◆ **Extracted records**:
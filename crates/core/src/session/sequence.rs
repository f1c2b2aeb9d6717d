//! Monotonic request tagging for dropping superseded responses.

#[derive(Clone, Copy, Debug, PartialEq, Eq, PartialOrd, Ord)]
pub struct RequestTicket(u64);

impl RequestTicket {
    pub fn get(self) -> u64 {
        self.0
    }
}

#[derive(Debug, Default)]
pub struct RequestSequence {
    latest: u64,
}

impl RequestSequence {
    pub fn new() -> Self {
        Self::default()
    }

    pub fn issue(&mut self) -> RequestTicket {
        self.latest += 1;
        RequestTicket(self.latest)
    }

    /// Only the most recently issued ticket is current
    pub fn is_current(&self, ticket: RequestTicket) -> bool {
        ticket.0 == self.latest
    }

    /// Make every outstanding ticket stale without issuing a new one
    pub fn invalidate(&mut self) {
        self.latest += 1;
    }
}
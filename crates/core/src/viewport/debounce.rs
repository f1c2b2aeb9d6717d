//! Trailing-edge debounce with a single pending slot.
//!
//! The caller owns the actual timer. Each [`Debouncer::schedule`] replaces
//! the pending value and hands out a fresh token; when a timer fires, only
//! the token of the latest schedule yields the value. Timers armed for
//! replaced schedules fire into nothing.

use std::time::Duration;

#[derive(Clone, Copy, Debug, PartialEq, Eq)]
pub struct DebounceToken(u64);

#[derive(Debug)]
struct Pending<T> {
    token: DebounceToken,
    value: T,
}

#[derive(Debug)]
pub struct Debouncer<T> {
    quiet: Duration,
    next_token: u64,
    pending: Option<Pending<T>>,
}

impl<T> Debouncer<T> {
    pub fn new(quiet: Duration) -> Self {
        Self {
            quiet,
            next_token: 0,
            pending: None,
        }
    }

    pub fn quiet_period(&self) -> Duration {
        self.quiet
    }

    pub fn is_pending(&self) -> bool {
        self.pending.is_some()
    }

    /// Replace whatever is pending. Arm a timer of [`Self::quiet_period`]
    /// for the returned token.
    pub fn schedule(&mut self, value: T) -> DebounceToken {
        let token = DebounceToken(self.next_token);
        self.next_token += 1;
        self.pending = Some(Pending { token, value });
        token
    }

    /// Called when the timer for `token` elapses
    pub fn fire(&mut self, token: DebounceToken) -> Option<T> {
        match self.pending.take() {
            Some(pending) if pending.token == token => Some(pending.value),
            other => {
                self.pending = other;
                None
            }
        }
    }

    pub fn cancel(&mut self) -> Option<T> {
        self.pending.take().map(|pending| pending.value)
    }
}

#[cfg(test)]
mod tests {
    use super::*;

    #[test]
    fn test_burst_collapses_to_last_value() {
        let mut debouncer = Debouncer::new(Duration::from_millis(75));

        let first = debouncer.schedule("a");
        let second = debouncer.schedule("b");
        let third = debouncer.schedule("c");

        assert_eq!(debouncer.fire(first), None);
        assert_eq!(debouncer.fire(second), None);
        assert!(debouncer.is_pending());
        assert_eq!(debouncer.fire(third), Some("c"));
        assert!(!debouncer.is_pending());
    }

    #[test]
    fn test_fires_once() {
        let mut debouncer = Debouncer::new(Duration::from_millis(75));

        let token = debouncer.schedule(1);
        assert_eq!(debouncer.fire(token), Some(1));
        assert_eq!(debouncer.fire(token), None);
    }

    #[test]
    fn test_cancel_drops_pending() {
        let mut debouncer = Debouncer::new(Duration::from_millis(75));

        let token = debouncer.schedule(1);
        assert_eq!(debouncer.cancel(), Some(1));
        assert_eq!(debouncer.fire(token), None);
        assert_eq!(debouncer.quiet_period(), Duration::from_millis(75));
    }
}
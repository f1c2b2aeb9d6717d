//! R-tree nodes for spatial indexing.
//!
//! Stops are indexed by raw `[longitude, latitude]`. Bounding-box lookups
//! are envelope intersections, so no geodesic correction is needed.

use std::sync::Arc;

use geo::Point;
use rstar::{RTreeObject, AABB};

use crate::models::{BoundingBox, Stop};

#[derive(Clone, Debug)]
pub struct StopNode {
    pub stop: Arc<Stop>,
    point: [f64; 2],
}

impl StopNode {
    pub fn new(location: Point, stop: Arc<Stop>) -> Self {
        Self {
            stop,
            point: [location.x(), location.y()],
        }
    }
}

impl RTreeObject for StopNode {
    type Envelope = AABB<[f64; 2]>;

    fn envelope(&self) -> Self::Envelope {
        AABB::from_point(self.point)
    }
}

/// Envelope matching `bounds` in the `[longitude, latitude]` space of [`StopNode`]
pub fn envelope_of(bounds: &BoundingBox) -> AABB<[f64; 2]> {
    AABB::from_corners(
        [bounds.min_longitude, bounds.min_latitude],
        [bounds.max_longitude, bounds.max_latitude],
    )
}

◆ **What needs to be done**:
From the entries above, write out only the lines starting at the line that holds "pub fn invalidate(&mut" and ending at the line that holds "timer fires, only", keeping both and matching them exactly.

◆ **Written answer**:
    pub fn invalidate(&mut self) {
        self.latest += 1;
    }
}
filename crates/core/src/viewport/debounce.rs
repository f1c2b2aeb9d6717d
//! Trailing-edge debounce with a single pending slot.
//!
//! The caller owns the actual timer. Each [`Debouncer::schedule`] replaces
//! the pending value and hands out a fresh token; when a timer fires, only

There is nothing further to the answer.